Wittgenstein on Phenomenology and Experience: An Investigation of Wittgenstein’s ‘Middle’ Period – THOMPSON (ARF)

THOMPSON, James. Wittgenstein on Phenomenology and Experience: An Investigation of Wittgenstein’s ‘Middle’ Period. [?]: University of Bergen Press, 2008. Resenha de: SILVA, Marcos. Argumentos – Revista de Filosofia, Fortaleza, n. 13, jan./jun. 2015.

I read Thompson’s well-written and relevant book ‘Wittgenstein on Phenomenology and Experience’, published by the University of Bergen Press in 2008, with great interest. My PhD Dissertation, defended in 2012, has direct connections with his main object of investigation, especially because one of my interests there was to evaluate logical problems with the expressiveness of color exclusion within the tractarian background.

Thompson’s treatment of the so-called Middle Wittgenstein period, documented by the transitional material that appeared in the Nachlass, is for this reader the most seminal feature of his work on Wittgenstein’s phenomenology. His commentary provides a useful addition to the leading and influential researchers already focusing on this challenging and oftneglected material. Thompson manages to handle significant problems with Wittgenstein’s exposition about experience and phenomenology without lapsing into the sort of misleading labels and programmatic vagueness that has dominated commentaries of the last two decades in the “Wittgensteinian scholarship”, for instance discussions of the tractarian passage 6.53, which orientates the contention of resolute reading. The secondary literature has too often rendered Wittgenstein an isolated and aptly neglected author in contemporary analytic philosophy.

One potentially misleading feature of Thompson’s exposition, however, is the symmetric approach that he takes towards presenting Wittgenstein’s thoughts about experience and phenomenology; on the contrary, a careful reading seems to reveal that phenomenology was a centrally important topic in Wittgenstein’s philosophical development, while experience was not.

Consider the frequency and centrality with which phenomenology was directly discussed by Wittgenstein, while any discussion of experience was very often fragmentary and marginal. Moreover, note the kind of association which Thompson draws between the mystical experience in Tractatus Logico- Philosophicus [hereafter TLP] as a trigger for the rise of phenomenology in the transitional period. If Thompson is correct, then the relation is by no means obvious and straightforward, and it deserves a fuller explication. I do agree that some germs of the phenomenology found in Wittgenstein’s Middle Period can be already seen in the Tractatus, but not in its contention on mystical experience, as Thompson defends, but already in the very beginning of his first book.
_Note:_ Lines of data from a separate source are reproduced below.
use std::sync::LazyLock;

use jiff::Timestamp;
use serde::{Deserialize, Serialize};
use validator::Validate;

use super::{Entity, RuleViolation};
use crate::listing::{FieldTable, Listable};

#[derive(Debug, Clone, Copy, PartialEq, Eq, Serialize, Deserialize)]
#[serde(rename_all = "snake_case")]
pub enum PaymentMethodKind {
    Card,
    BankAccount,
    Wallet,
}

impl PaymentMethodKind {
    pub fn as_str(&self) -> &'static str {
        match self {
            PaymentMethodKind::Card => "card",
            PaymentMethodKind::BankAccount => "bank_account",
            PaymentMethodKind::Wallet => "wallet",
        }
    }
}

#[derive(Debug, Clone, PartialEq, Serialize, Deserialize, Validate)]
pub struct PaymentMethod {
    #[serde(default)]
    pub id: String,
    #[validate(length(min = 1, max = 64, message = "Workspace id is required"))]
    pub workspace_id: String,
    pub kind: PaymentMethodKind,
    #[validate(length(min = 1, max = 128, message = "Label must be between 1 and 128 characters"))]
    pub label: String,
    #[serde(default)]
    #[validate(length(equal = 4, message = "last4 must be exactly four digits"))]
    pub last4: Option<String>,
    #[serde(default)]
    #[validate(range(min = 1, max = 12, message = "Expiry month must be between 1 and 12"))]
    pub exp_month: Option<i64>,
    #[serde(default)]
    #[validate(range(min = 2000, max = 2200, message = "Expiry year is out of range"))]
    pub exp_year: Option<i64>,
    #[serde(default)]
    pub is_default: bool,
    #[serde(default)]
    pub created_at: Option<Timestamp>,
    #[serde(default)]
    pub updated_at: Option<Timestamp>,
}

static FIELDS: LazyLock<FieldTable<PaymentMethod>> = LazyLock::new(|| {
    FieldTable::<PaymentMethod>::new()
        .text("id", |p| p.id.clone().into())
        .text("workspace_id", |p| p.workspace_id.clone().into())
        .text("kind", |p| p.kind.as_str().into())
        .searchable_text("label", |p| p.label.clone().into())
        .searchable_text("last4", |p| p.last4.clone().into())
        .integer("exp_month", |p| p.exp_month.into())
        .integer("exp_year", |p| p.exp_year.into())
        .boolean("is_default", |p| p.is_default.into())
        .timestamp("created_at", |p| p.created_at.into())
        .timestamp("updated_at", |p| p.updated_at.into())
});

impl Listable for PaymentMethod {
    fn fields() -> &'static FieldTable<Self> {
        &FIELDS
    }
}

impl Entity for PaymentMethod {
    const NAME: &'static str = "payment_method";

    fn id(&self) -> &str {
        &self.id
    }

    fn assign_id(&mut self, id: String) {
        self.id = id;
    }

    fn created_at(&self) -> Option<Timestamp> {
        self.created_at
    }

    fn stamp_created(&mut self, at: Timestamp) {
        self.created_at = Some(at);
        self.updated_at = Some(at);
    }

    fn stamp_updated(&mut self, at: Timestamp) {
        self.updated_at = Some(at);
    }

    fn check_business_rules(&self) -> Result<(), RuleViolation> {
        if self.kind != PaymentMethodKind::Card {
            return Ok(());
        }
        match &self.last4 {
            Some(digits) if digits.chars().all(|c| c.is_ascii_digit()) => {}
            _ => {
                return Err(RuleViolation::new(
                    "card_requires_last4",
                    "last4",
                    "Cards must carry the last four digits",
                ));
            }
        }
        if self.exp_month.is_none() || self.exp_year.is_none() {
            return Err(RuleViolation::new(
                "card_requires_expiry",
                "exp_month",
                "Cards must carry an expiry month and year",
            ));
        }
        Ok(())
    }
}
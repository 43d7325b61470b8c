//! Repository layer for entity storage.
//!
//! Use cases depend only on [`EntityRepository`]; the concrete adapter is
//! chosen by the provider registry.

mod entity_repo;
mod memory_repo;

pub use entity_repo::{EntityRepository, ItemPageData};
pub use memory_repo::InMemoryRepository;

use std::sync::Arc;

use crate::listing::ListDataProcessor;
use crate::models::{
    Balance, Invoice, License, PaymentMethod, Role, Subscription, Workspace,
};

/// Aggregates one repository per entity type.
///
/// Cloning is cheap; repositories are shared behind an `Arc`.
#[derive(Clone)]
pub struct Repositories {
    pub subscriptions: Arc<dyn EntityRepository<Subscription>>,
    pub licenses: Arc<dyn EntityRepository<License>>,
    pub invoices: Arc<dyn EntityRepository<Invoice>>,
    pub balances: Arc<dyn EntityRepository<Balance>>,
    pub payment_methods: Arc<dyn EntityRepository<PaymentMethod>>,
    pub workspaces: Arc<dyn EntityRepository<Workspace>>,
    pub roles: Arc<dyn EntityRepository<Role>>,
}

impl Repositories {
    /// One empty in-memory repository per entity, all sharing `processor`.
    pub fn in_memory(processor: ListDataProcessor) -> Self {
        Self {
            subscriptions: Arc::new(InMemoryRepository::new(processor)),
            licenses: Arc::new(InMemoryRepository::new(processor)),
            invoices: Arc::new(InMemoryRepository::new(processor)),
            balances: Arc::new(InMemoryRepository::new(processor)),
            payment_methods: Arc::new(InMemoryRepository::new(processor)),
            workspaces: Arc::new(InMemoryRepository::new(processor)),
            roles: Arc::new(InMemoryRepository::new(processor)),
        }
    }
}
Arguably, Thompson’s work overlooks the importance of colors and their logical organization in this transitional material. In some passages of Philosophische Bemerkungen [hereafter] PB, for instance §81-83, and in some entries of the discussions presented in Wittgenstein und der Wiener Kreis [hereafter WWK], such as ‘Farbsystem’ and ‘Die Welt ist rot’, Wittgenstein does draw attention to his uses of colors in TLP directly connected to his new phenomenology. I am not talking about the obvious problem in 6.3751, first pointed out by Ramsey (who was not mentioned in any part of Thompson’s book). Criticizing this Tractarian passage, Ramsey (1923) discovered the Sackgasse for the tractarian logic: Some necessary consequences are not due to tautologies. However, I prefer to read this contention through its dual: Some (logical) exclusions are not due to contradictions (but due to contrarieties). My point is that if we read carefully the first two mentions of colors in Wittgenstein’s Tractatus, namely 2.0131 and 2.0252, which both occur in the work’s so-called ontological section, we will see that already some phenomenology was to be expected even there. The italics in 2.0131 strongly suggest a kind of exclusion, surprisingly underdeveloped by Wittgenstein at that time. As this passage 2.0131 already suggests, these italics are not just to be found in color system.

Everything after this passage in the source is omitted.